I'm going to make this a short note rather than being very rigorous about the set of decision problems for which this works.
(This is an edited version of an email, and benefits from correspondence with Caspar Oesterheld, Gerard Roth, and Alex Appel. In particular, Caspar Oesterheld is working on similar ideas. My views on how to interpret the situation have changed since I originally wrote these words, but I'll save that for a future post.)
Suppose a CDT agent has causal expectations which differ from its evidential expectations, in a specific decision.
We can modify the decision by allowing an agent to bet on outcomes in the same act. Because the bet is made simultaneously with the decision, the CDT agent uses causal expected value, and will bet accordingly.
Then, immediately after (before any new observations come in), we offer a new bet about the outcome. The agent will now bet based on its evidential expectations, since the causal intervention has already been made.
For example, take a CDT agent in Death in Damascus. A CDT agent will take each action with 50% probability, and its causal expectations expect to escape death with 50% probability. We can expand the set of possible actions from (stay, run) to (stay, run, stay and make side bet, run and make side bet). The side bet could cost 1 util and pay out 3 utils if the agent doesn't die. Then, immediately after taking the action but before anything else happens, we offer another deal: the agent can get .5 util in exchange for -3 util conditional on not dying. We offer the new bet regardless of whether the agent agrees to the first bet.
The CDT agent will happily make the bet, since the expected utility is calculated along with the intervention. Then, it will happily sell the bet back, because after taking its action, it sees no chance of the 3 util payout.

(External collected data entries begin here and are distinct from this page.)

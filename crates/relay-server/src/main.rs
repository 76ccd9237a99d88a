//! Device-Relay server entry point.
//!
//! Accepts WebSocket connections from device and client endpoints, assigns
//! identity tokens on registration, and relays commands, command results, and
//! stream chunks between them by identity lookup. Endpoints never connect to
//! each other directly.
//!
//! # Usage
//!
//! ```text
//! relay-server [OPTIONS]
//!
//! Options:
//!   --port        <PORT>  Relay WebSocket port           [default: 3000]
//!   --bind        <ADDR>  Bind address                   [default: 0.0.0.0]
//!   --status-port <PORT>  Plain-text liveness port       [default: 3001]
//! ```
//!
//! # Environment variable overrides
//!
//! CLI args take precedence when both are present.
//!
//! | Variable            | Default   | Description              |
//! |---------------------|-----------|--------------------------|
//! | `RELAY_PORT`        | `3000`    | Relay WebSocket port     |
//! | `RELAY_BIND`        | `0.0.0.0` | Bind address             |
//! | `RELAY_STATUS_PORT` | `3001`    | Liveness endpoint port   |

use std::net::SocketAddr;
use std::sync::{
    atomic::{AtomicBool, Ordering},
    Arc,
};

use anyhow::Context;
use clap::Parser;
use tokio::sync::mpsc;
use tracing::info;
use tracing_subscriber::EnvFilter;

use relay_server::application::Hub;
use relay_server::domain::ServerConfig;
use relay_server::infrastructure::{run_relay_server, run_status_server};

// ── CLI argument definitions ──────────────────────────────────────────────────

/// Rendezvous relay server for device and client endpoints.
#[derive(Debug, Parser)]
#[command(
    name = "relay-server",
    about = "Rendezvous relay connecting device and client endpoints",
    version
)]
struct Cli {
    /// TCP port for the relay WebSocket listener.
    #[arg(long, default_value_t = 3000, env = "RELAY_PORT")]
    port: u16,

    /// IP address to bind both listeners to. `0.0.0.0` accepts connections
    /// from any interface; `127.0.0.1` restricts to local connections.
    #[arg(long, default_value = "0.0.0.0", env = "RELAY_BIND")]
    bind: String,

    /// TCP port for the plain-text liveness endpoint.
    #[arg(long, default_value_t = 3001, env = "RELAY_STATUS_PORT")]
    status_port: u16,
}

impl Cli {
    /// Converts the parsed CLI arguments into a [`ServerConfig`].
    ///
    /// # Errors
    ///
    /// Returns an error if `--bind` is not a valid IP address.
    fn into_server_config(self) -> anyhow::Result<ServerConfig> {
        let listen_addr: SocketAddr = format!("{}:{}", self.bind, self.port)
            .parse()
            .with_context(|| format!("invalid relay bind address: '{}:{}'", self.bind, self.port))?;

        let status_addr: SocketAddr = format!("{}:{}", self.bind, self.status_port)
            .parse()
            .with_context(|| {
                format!(
                    "invalid status bind address: '{}:{}'",
                    self.bind, self.status_port
                )
            })?;

        Ok(ServerConfig {
            listen_addr,
            status_addr,
        })
    }
}

// ── Entry point ───────────────────────────────────────────────────────────────

#[tokio::main]
async fn main() -> anyhow::Result<()> {
    // Log level comes from RUST_LOG, falling back to `info`.
    tracing_subscriber::fmt()
        .with_env_filter(
            EnvFilter::try_from_default_env().unwrap_or_else(|_| EnvFilter::new("info")),
        )
        .init();

    let cli = Cli::parse();
    let config = cli.into_server_config()?;

    info!(
        "device relay starting: relay={}, status={}",
        config.listen_addr, config.status_addr
    );

    // Graceful shutdown: Ctrl+C clears the flag, the accept loops notice on
    // their next poll and drain out.
    let running = Arc::new(AtomicBool::new(true));
    let running_signal = Arc::clone(&running);
    tokio::spawn(async move {
        match tokio::signal::ctrl_c().await {
            Ok(()) => {
                info!("received Ctrl+C; initiating graceful shutdown");
                running_signal.store(false, Ordering::Relaxed);
            }
            Err(e) => tracing::error!("failed to listen for Ctrl+C signal: {e}"),
        }
    });

    // The hub task: sole owner of registries and peer state. Connection
    // tasks reach it only through this channel.
    let (hub_tx, hub_rx) = mpsc::unbounded_channel();
    tokio::spawn(Hub::new().run(hub_rx));

    // Liveness endpoint on its own listener.
    let status_addr = config.status_addr;
    let running_status = Arc::clone(&running);
    tokio::spawn(async move {
        if let Err(e) = run_status_server(status_addr, running_status).await {
            tracing::error!("status endpoint failed: {e:#}");
        }
    });

    run_relay_server(config.listen_addr, hub_tx, running).await?;

    info!("device relay stopped");
    Ok(())
}

// ── Tests ─────────────────────────────────────────────────────────────────────
//! Per-connection session state machine.
//!
//! Every transport connection starts `Unbound`. A registration message binds
//! it as a device or a client, exactly once; disconnect closes it. The state
//! is a sum type so a connection holding both a device identity and a client
//! identity is unrepresentable:
//!
//! ```text
//! Unbound ──register-device──► Device(identity) ──disconnect──► Closed
//!    │
//!    └─────register-client──► Client(identity) ──disconnect──► Closed
//! ```
//!
//! Binding from any state other than `Unbound` is rejected and leaves the
//! state untouched; the caller decides how to surface the rejection (the
//! server logs and ignores it).

use thiserror::Error;

use crate::identity::Identity;

/// Error returned when a session transition is not valid from the current
/// state.
#[derive(Debug, Error, PartialEq, Eq)]
pub enum SessionError {
    #[error("connection is already bound as a {role}")]
    AlreadyBound { role: &'static str },
    #[error("connection is closed")]
    Closed,
}

/// Role and identity of one transport connection, for its whole lifetime.
#[derive(Debug, Clone, PartialEq, Eq)]
pub enum SessionState {
    /// Connected but not yet registered. No relay messages are addressed to
    /// this connection and its relayed messages carry no sender identity.
    Unbound,
    /// Registered as a device under the contained identity.
    Device(Identity),
    /// Registered as a client under the contained identity.
    Client(Identity),
    /// Disconnected. Terminal; no further transitions.
    Closed,
}

impl SessionState {
    /// Binds the connection as a device. Valid only from `Unbound`.
    pub fn bind_device(&mut self, identity: Identity) -> Result<(), SessionError> {
        match self {
            SessionState::Unbound => {
                *self = SessionState::Device(identity);
                Ok(())
            }
            other => Err(other.rejection()),
        }
    }

    /// Binds the connection as a client. Valid only from `Unbound`.
    pub fn bind_client(&mut self, identity: Identity) -> Result<(), SessionError> {
        match self {
            SessionState::Unbound => {
                *self = SessionState::Client(identity);
                Ok(())
            }
            other => Err(other.rejection()),
        }
    }

    /// Closes the session and returns the state it was in, so the caller can
    /// deregister whatever identity was bound. Valid from any state.
    pub fn close(&mut self) -> SessionState {
        std::mem::replace(self, SessionState::Closed)
    }

    /// The bound identity, whichever role holds it.
    pub fn identity(&self) -> Option<&Identity> {
        match self {
            SessionState::Device(id) | SessionState::Client(id) => Some(id),
            SessionState::Unbound | SessionState::Closed => None,
        }
    }

    /// The bound identity, only if this connection registered as a device.
    pub fn device_identity(&self) -> Option<&Identity> {
        match self {
            SessionState::Device(id) => Some(id),
            _ => None,
        }
    }

    /// The bound identity, only if this connection registered as a client.
    pub fn client_identity(&self) -> Option<&Identity> {
        match self {
            SessionState::Client(id) => Some(id),
            _ => None,
        }
    }

    pub fn is_unbound(&self) -> bool {
        matches!(self, SessionState::Unbound)
    }

    pub fn is_closed(&self) -> bool {
        matches!(self, SessionState::Closed)
    }

    fn rejection(&self) -> SessionError {
        match self {
            SessionState::Device(_) => SessionError::AlreadyBound { role: "device" },
            SessionState::Client(_) => SessionError::AlreadyBound { role: "client" },
            SessionState::Closed => SessionError::Closed,
            // `rejection` is only reached from non-Unbound states.
            SessionState::Unbound => unreachable!("Unbound accepts every binding"),
        }
    }
}

impl Default for SessionState {
    fn default() -> Self {
        SessionState::Unbound
    }
}

// ── Tests ─────────────────────────────────────────────────────────────────────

The CDT agent makes the initial bet even though it knows it will later reverse the transaction at a cost to itself, because we offer the second transaction whether the agent agrees to the first or not. So, from the perspective of the initial decision, taking the bet is still +.5 expected utils. If it could stop itself from later taking the reverse bet, that would be even better, but we suppose that it can't.
I conclude from this that CDT should equal EDT (hence, causality must account for logical correlations, IE include logical causality). By "CDT" I really mean any approach at all to counterfactual reasoning; counterfactual expectations should equal evidential expectations.
As with most of my CDT=EDT arguments, this only provides an argument that the expectations should be equal for actions taken with nonzero probability. In fact, the amount lost to Dutch Book will be proportional to the probability of the action in question. So, differing counterfactual and evidential expectations are smoothly more and more tenable as actions become less and less probable. Actions with very low probability will imply negligible monetary loss. Still, in terms of classical Dutch-Book-ability, CDT is Dutch-Bookable.
Both CDT and EDT have dynamic inconsistencies, but only CDT may be Dutch-booked in this way. I'm not sure how persuasive this should be as an argument -- how special a status should Dutch-book arguments have?
ETA: The formalization of this is now a question.